(Beginning of Record extracts)

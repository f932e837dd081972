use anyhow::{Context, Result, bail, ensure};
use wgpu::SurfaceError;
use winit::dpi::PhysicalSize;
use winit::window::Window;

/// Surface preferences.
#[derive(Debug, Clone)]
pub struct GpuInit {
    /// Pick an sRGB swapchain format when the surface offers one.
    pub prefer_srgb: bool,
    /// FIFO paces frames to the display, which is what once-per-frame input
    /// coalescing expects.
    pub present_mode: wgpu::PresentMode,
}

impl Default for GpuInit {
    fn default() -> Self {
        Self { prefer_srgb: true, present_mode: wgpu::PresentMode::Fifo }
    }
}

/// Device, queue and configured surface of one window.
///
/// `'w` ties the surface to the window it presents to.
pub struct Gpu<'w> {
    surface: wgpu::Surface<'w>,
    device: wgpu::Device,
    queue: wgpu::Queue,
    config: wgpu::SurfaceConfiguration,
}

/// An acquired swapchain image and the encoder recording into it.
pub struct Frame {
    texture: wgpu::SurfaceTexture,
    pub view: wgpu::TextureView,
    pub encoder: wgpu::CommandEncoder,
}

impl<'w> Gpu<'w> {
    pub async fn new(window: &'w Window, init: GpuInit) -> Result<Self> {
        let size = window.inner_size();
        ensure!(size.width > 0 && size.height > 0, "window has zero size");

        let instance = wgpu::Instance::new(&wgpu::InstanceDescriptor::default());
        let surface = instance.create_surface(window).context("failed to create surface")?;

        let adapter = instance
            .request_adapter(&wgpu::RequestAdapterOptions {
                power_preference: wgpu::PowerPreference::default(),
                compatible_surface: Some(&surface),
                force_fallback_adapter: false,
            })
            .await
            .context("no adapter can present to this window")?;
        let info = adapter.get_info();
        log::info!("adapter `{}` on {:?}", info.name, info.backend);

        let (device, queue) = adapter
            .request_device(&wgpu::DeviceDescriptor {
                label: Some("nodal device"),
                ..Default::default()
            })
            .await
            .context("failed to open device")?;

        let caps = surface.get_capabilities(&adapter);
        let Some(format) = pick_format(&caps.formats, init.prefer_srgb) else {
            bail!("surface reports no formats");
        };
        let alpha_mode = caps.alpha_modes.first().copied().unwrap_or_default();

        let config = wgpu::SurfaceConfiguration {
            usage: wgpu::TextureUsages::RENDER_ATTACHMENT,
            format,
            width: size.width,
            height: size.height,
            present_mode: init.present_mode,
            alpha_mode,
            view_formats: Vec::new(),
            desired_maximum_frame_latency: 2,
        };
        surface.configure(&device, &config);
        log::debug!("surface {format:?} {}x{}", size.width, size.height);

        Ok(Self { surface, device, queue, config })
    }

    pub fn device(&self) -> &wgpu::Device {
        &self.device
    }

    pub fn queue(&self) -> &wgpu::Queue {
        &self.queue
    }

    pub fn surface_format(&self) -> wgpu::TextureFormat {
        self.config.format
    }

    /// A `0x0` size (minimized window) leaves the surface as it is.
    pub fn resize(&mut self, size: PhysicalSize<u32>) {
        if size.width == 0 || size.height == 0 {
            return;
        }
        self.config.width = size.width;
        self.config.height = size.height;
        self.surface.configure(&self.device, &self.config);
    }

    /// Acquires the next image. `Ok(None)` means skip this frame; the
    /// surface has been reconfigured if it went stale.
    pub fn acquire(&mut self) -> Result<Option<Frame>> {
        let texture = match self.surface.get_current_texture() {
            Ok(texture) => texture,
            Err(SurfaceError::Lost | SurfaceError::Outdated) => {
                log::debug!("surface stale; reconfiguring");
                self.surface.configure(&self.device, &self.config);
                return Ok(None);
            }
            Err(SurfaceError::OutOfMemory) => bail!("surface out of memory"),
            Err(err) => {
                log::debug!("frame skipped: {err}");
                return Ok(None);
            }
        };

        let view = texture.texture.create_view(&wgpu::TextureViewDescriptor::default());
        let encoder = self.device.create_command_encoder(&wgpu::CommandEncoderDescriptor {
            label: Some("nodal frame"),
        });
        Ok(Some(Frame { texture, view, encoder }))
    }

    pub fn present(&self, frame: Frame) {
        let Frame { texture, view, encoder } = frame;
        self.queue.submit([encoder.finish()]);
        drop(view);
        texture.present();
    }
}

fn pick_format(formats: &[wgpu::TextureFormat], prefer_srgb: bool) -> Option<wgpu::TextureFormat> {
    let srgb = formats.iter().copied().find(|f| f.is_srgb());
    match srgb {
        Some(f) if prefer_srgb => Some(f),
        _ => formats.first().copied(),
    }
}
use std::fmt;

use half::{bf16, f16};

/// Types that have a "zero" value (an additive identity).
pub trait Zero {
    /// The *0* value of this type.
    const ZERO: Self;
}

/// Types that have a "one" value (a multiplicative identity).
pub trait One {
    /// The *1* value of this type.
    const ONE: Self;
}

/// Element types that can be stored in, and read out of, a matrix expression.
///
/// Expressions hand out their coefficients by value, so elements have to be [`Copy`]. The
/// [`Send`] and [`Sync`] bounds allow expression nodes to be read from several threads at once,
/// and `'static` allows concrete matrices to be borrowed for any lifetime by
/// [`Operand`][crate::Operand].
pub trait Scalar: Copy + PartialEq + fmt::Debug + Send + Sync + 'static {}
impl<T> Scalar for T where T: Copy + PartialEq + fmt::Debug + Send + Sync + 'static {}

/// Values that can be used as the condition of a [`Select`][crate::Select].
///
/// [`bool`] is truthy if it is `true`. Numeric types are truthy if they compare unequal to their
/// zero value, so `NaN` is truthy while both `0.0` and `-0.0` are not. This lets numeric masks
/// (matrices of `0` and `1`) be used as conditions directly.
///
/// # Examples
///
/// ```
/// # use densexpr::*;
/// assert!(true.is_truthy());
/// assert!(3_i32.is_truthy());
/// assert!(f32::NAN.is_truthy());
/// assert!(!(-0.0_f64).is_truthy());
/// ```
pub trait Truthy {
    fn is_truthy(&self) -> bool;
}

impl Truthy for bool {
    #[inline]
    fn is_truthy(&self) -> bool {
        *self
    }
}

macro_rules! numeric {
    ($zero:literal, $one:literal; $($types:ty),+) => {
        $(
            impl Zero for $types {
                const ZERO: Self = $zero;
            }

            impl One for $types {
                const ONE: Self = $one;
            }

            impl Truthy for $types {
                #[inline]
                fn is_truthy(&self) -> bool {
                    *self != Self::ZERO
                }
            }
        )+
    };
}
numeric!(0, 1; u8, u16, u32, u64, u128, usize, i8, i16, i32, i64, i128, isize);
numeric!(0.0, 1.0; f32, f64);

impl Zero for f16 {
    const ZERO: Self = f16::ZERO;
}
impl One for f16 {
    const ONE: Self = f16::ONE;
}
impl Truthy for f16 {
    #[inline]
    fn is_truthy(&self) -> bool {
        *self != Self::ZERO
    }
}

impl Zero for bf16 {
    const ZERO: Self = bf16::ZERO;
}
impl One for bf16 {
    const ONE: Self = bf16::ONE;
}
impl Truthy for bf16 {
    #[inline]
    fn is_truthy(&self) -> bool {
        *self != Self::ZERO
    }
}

(End of Record extracts)

(Directions for this task): With nothing left out, print the data above exactly.

(Answer box):
repository f932e837dd081972
use anyhow::{Context, Result, bail, ensure};
use wgpu::SurfaceError;
use winit::dpi::PhysicalSize;
use winit::window::Window;

/// Surface preferences.
#[derive(Debug, Clone)]
pub struct GpuInit {
    /// Pick an sRGB swapchain format when the surface offers one.
    pub prefer_srgb: bool,
    /// FIFO paces frames to the display, which is what once-per-frame input
    /// coalescing expects.
    pub present_mode: wgpu::PresentMode,
}

impl Default for GpuInit {
    fn default() -> Self {
        Self { prefer_srgb: true, present_mode: wgpu::PresentMode::Fifo }
    }
}

/// Device, queue and configured surface of one window.
///
/// `'w` ties the surface to the window it presents to.
pub struct Gpu<'w> {
    surface: wgpu::Surface<'w>,
    device: wgpu::Device,
    queue: wgpu::Queue,
    config: wgpu::SurfaceConfiguration,
}

/// An acquired swapchain image and the encoder recording into it.
pub struct Frame {
    texture: wgpu::SurfaceTexture,
    pub view: wgpu::TextureView,
    pub encoder: wgpu::CommandEncoder,
}

impl<'w> Gpu<'w> {
    pub async fn new(window: &'w Window, init: GpuInit) -> Result<Self> {
        let size = window.inner_size();
        ensure!(size.width > 0 && size.height > 0, "window has zero size");

        let instance = wgpu::Instance::new(&wgpu::InstanceDescriptor::default());
        let surface = instance.create_surface(window).context("failed to create surface")?;

        let adapter = instance
            .request_adapter(&wgpu::RequestAdapterOptions {
                power_preference: wgpu::PowerPreference::default(),
                compatible_surface: Some(&surface),
                force_fallback_adapter: false,
            })
            .await
            .context("no adapter can present to this window")?;
        let info = adapter.get_info();
        log::info!("adapter `{}` on {:?}", info.name, info.backend);

        let (device, queue) = adapter
            .request_device(&wgpu::DeviceDescriptor {
                label: Some("nodal device"),
                ..Default::default()
            })
            .await
            .context("failed to open device")?;

        let caps = surface.get_capabilities(&adapter);
        let Some(format) = pick_format(&caps.formats, init.prefer_srgb) else {
            bail!("surface reports no formats");
        };
        let alpha_mode = caps.alpha_modes.first().copied().unwrap_or_default();

        let config = wgpu::SurfaceConfiguration {
            usage: wgpu::TextureUsages::RENDER_ATTACHMENT,
            format,
            width: size.width,
            height: size.height,
            present_mode: init.present_mode,
            alpha_mode,
            view_formats: Vec::new(),
            desired_maximum_frame_latency: 2,
        };
        surface.configure(&device, &config);
        log::debug!("surface {format:?} {}x{}", size.width, size.height);

        Ok(Self { surface, device, queue, config })
    }

    pub fn device(&self) -> &wgpu::Device {
        &self.device
    }

    pub fn queue(&self) -> &wgpu::Queue {
        &self.queue
    }

    pub fn surface_format(&self) -> wgpu::TextureFormat {
        self.config.format
    }

    /// A `0x0` size (minimized window) leaves the surface as it is.
    pub fn resize(&mut self, size: PhysicalSize<u32>) {
        if size.width == 0 || size.height == 0 {
            return;
        }
        self.config.width = size.width;
        self.config.height = size.height;
        self.surface.configure(&self.device, &self.config);
    }

    /// Acquires the next image. `Ok(None)` means skip this frame; the
    /// surface has been reconfigured if it went stale.
    pub fn acquire(&mut self) -> Result<Option<Frame>> {
        let texture = match self.surface.get_current_texture() {
            Ok(texture) => texture,
            Err(SurfaceError::Lost | SurfaceError::Outdated) => {
                log::debug!("surface stale; reconfiguring");
                self.surface.configure(&self.device, &self.config);
                return Ok(None);
            }
            Err(SurfaceError::OutOfMemory) => bail!("surface out of memory"),
            Err(err) => {
                log::debug!("frame skipped: {err}");
                return Ok(None);
            }
        };

        let view = texture.texture.create_view(&wgpu::TextureViewDescriptor::default());
        let encoder = self.device.create_command_encoder(&wgpu::CommandEncoderDescriptor {
            label: Some("nodal frame"),
        });
        Ok(Some(Frame { texture, view, encoder }))
    }

    pub fn present(&self, frame: Frame) {
        let Frame { texture, view, encoder } = frame;
        self.queue.submit([encoder.finish()]);
        drop(view);
        texture.present();
    }
}

fn pick_format(formats: &[wgpu::TextureFormat], prefer_srgb: bool) -> Option<wgpu::TextureFormat> {
    let srgb = formats.iter().copied().find(|f| f.is_srgb());
    match srgb {
        Some(f) if prefer_srgb => Some(f),
        _ => formats.first().copied(),
    }
}
use std::fmt;

use half::{bf16, f16};

/// Types that have a "zero" value (an additive identity).
pub trait Zero {
    /// The *0* value of this type.
    const ZERO: Self;
}

/// Types that have a "one" value (a multiplicative identity).
pub trait One {
    /// The *1* value of this type.
    const ONE: Self;
}

/// Element types that can be stored in, and read out of, a matrix expression.
///
/// Expressions hand out their coefficients by value, so elements have to be [`Copy`]. The
/// [`Send`] and [`Sync`] bounds allow expression nodes to be read from several threads at once,
/// and `'static` allows concrete matrices to be borrowed for any lifetime by
/// [`Operand`][crate::Operand].
pub trait Scalar: Copy + PartialEq + fmt::Debug + Send + Sync + 'static {}
impl<T> Scalar for T where T: Copy + PartialEq + fmt::Debug + Send + Sync + 'static {}

/// Values that can be used as the condition of a [`Select`][crate::Select].
///
/// [`bool`] is truthy if it is `true`. Numeric types are truthy if they compare unequal to their
/// zero value, so `NaN` is truthy while both `0.0` and `-0.0` are not. This lets numeric masks
/// (matrices of `0` and `1`) be used as conditions directly.
///
/// # Examples
///
/// ```
/// # use densexpr::*;
/// assert!(true.is_truthy());
/// assert!(3_i32.is_truthy());
/// assert!(f32::NAN.is_truthy());
/// assert!(!(-0.0_f64).is_truthy());
/// ```
pub trait Truthy {
    fn is_truthy(&self) -> bool;
}

impl Truthy for bool {
    #[inline]
    fn is_truthy(&self) -> bool {
        *self
    }
}

macro_rules! numeric {
    ($zero:literal, $one:literal; $($types:ty),+) => {
        $(
            impl Zero for $types {
                const ZERO: Self = $zero;
            }

            impl One for $types {
                const ONE: Self = $one;
            }

            impl Truthy for $types {
                #[inline]
                fn is_truthy(&self) -> bool {
                    *self != Self::ZERO
                }
            }
        )+
    };
}
numeric!(0, 1; u8, u16, u32, u64, u128, usize, i8, i16, i32, i64, i128, isize);
numeric!(0.0, 1.0; f32, f64);

impl Zero for f16 {
    const ZERO: Self = f16::ZERO;
}
impl One for f16 {
    const ONE: Self = f16::ONE;
}
impl Truthy for f16 {
    #[inline]
    fn is_truthy(&self) -> bool {
        *self != Self::ZERO
    }
}

impl Zero for bf16 {
    const ZERO: Self = bf16::ZERO;
}
impl One for bf16 {
    const ONE: Self = bf16::ONE;
}
impl Truthy for bf16 {
    #[inline]
    fn is_truthy(&self) -> bool {
        *self != Self::ZERO
    }
}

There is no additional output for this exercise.